◆ **WHAT THIS TASK INVOLVES**:
Copy out each line of the data that contains "RedisFanoutBus".

━━━ RECORDED DATA

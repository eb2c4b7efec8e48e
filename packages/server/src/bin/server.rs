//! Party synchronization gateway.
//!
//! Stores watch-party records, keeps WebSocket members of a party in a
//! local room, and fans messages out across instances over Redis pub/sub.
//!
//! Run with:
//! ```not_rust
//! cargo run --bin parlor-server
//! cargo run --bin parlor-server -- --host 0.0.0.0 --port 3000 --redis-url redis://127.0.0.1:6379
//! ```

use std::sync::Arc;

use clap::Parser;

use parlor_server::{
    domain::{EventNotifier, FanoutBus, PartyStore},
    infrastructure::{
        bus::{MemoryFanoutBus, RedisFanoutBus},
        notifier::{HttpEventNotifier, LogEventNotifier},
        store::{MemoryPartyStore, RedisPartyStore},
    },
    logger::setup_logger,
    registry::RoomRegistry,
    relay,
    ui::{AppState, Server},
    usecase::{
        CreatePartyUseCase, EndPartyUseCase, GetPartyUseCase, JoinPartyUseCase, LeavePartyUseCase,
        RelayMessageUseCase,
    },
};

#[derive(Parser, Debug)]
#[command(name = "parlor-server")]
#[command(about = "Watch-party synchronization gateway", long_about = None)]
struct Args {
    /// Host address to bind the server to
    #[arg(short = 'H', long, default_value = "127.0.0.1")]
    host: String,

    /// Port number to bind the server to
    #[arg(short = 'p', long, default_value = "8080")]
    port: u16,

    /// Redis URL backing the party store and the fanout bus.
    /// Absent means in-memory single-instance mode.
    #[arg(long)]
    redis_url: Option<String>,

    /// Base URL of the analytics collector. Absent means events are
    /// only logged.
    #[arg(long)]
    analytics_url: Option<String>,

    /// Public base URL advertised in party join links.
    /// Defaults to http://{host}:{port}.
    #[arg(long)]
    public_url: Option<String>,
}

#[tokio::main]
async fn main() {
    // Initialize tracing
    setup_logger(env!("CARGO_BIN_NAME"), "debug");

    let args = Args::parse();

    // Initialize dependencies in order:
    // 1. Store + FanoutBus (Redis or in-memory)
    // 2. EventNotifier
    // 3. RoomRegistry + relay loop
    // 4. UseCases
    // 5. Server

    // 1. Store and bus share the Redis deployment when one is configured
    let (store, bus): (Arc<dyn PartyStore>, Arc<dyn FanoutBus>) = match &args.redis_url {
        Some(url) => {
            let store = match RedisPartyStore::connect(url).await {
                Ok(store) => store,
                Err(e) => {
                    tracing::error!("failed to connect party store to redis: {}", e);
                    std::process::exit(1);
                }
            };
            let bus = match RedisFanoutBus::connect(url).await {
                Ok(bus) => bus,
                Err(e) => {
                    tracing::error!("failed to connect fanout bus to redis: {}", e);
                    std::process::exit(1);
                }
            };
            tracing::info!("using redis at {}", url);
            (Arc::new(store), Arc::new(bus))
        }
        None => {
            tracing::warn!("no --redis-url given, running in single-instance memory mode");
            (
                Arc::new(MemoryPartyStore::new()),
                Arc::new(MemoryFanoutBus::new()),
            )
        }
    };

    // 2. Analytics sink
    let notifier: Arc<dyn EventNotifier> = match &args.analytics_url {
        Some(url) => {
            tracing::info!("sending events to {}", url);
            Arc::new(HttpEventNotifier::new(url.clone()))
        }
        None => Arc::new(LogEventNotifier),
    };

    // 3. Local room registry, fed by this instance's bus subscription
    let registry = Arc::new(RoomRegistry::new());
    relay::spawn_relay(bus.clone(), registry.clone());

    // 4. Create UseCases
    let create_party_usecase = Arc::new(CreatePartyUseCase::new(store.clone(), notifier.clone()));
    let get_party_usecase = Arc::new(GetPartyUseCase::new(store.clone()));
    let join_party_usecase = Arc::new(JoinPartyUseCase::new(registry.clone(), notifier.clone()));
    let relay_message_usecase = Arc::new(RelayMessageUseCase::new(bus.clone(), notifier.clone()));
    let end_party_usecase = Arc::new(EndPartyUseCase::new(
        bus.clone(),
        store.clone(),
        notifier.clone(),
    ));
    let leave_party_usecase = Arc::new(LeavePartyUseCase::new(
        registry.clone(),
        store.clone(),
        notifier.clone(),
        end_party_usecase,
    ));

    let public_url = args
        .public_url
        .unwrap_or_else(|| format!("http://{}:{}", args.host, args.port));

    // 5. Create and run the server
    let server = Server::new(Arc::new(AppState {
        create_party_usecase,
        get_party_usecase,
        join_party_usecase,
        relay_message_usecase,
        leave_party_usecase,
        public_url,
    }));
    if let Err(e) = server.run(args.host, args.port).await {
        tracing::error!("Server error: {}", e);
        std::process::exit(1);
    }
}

━━━━━━
━━━ RECORDED DATA

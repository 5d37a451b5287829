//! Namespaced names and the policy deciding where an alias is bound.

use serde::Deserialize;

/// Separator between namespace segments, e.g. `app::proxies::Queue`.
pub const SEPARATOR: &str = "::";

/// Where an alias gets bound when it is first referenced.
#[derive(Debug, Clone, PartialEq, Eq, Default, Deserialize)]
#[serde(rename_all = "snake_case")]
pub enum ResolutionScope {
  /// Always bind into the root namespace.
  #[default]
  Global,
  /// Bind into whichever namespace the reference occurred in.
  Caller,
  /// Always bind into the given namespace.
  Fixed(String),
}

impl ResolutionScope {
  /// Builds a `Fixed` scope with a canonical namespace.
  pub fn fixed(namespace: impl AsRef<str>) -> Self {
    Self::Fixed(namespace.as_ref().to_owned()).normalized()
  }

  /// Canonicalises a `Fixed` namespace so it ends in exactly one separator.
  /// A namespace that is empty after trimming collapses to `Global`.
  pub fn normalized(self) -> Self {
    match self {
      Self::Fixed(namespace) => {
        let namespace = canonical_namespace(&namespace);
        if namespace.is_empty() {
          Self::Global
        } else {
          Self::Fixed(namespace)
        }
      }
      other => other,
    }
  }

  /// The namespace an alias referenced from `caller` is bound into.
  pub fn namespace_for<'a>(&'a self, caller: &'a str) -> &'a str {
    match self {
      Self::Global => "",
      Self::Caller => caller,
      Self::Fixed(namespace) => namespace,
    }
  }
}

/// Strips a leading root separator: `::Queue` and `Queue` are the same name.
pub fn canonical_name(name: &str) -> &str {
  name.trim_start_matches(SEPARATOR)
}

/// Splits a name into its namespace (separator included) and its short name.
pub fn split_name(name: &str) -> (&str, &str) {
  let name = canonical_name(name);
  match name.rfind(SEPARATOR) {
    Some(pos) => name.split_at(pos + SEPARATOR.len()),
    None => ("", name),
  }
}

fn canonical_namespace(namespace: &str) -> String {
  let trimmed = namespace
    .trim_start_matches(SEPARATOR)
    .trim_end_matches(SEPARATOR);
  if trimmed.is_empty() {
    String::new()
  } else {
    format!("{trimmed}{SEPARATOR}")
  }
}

━━━━━━

◆ **ANSWER BOX**:
        bus::{MemoryFanoutBus, RedisFanoutBus},
            let bus = match RedisFanoutBus::connect(url).await {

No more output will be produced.